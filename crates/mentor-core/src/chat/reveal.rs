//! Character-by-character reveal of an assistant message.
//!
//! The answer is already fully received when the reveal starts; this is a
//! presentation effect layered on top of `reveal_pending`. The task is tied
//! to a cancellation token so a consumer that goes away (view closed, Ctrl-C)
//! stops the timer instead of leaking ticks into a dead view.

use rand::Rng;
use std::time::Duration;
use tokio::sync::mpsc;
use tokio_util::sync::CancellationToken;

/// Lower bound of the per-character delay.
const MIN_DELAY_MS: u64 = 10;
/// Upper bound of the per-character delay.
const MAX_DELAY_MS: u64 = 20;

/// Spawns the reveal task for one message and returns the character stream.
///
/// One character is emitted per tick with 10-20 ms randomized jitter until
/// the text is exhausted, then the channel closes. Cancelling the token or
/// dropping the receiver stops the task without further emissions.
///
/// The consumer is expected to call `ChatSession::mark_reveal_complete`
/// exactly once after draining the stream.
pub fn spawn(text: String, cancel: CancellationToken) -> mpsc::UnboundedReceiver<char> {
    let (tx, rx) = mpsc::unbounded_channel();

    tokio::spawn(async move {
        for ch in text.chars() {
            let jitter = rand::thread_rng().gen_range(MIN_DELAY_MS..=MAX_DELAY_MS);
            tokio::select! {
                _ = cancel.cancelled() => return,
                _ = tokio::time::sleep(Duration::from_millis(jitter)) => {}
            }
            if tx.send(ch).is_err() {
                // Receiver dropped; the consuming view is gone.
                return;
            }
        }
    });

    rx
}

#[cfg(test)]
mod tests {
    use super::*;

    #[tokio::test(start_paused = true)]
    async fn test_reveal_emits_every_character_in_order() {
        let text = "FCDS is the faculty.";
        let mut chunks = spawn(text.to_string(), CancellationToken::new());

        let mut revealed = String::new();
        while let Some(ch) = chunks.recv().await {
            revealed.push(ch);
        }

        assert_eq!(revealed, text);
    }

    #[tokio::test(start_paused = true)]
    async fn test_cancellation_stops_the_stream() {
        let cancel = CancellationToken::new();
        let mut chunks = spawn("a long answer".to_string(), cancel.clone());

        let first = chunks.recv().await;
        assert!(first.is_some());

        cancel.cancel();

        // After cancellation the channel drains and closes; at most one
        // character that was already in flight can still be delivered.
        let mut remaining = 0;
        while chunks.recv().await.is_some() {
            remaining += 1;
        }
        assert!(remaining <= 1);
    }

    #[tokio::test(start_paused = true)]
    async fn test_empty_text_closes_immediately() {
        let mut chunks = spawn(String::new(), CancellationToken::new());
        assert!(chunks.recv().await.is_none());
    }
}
_ _ _ _
* Work to be completed
Filter the records for the string "already" and copy every line that holds it.

* Written response
//! The answer is already fully received when the reveal starts; this is a
        // character that was already in flight can still be delivered.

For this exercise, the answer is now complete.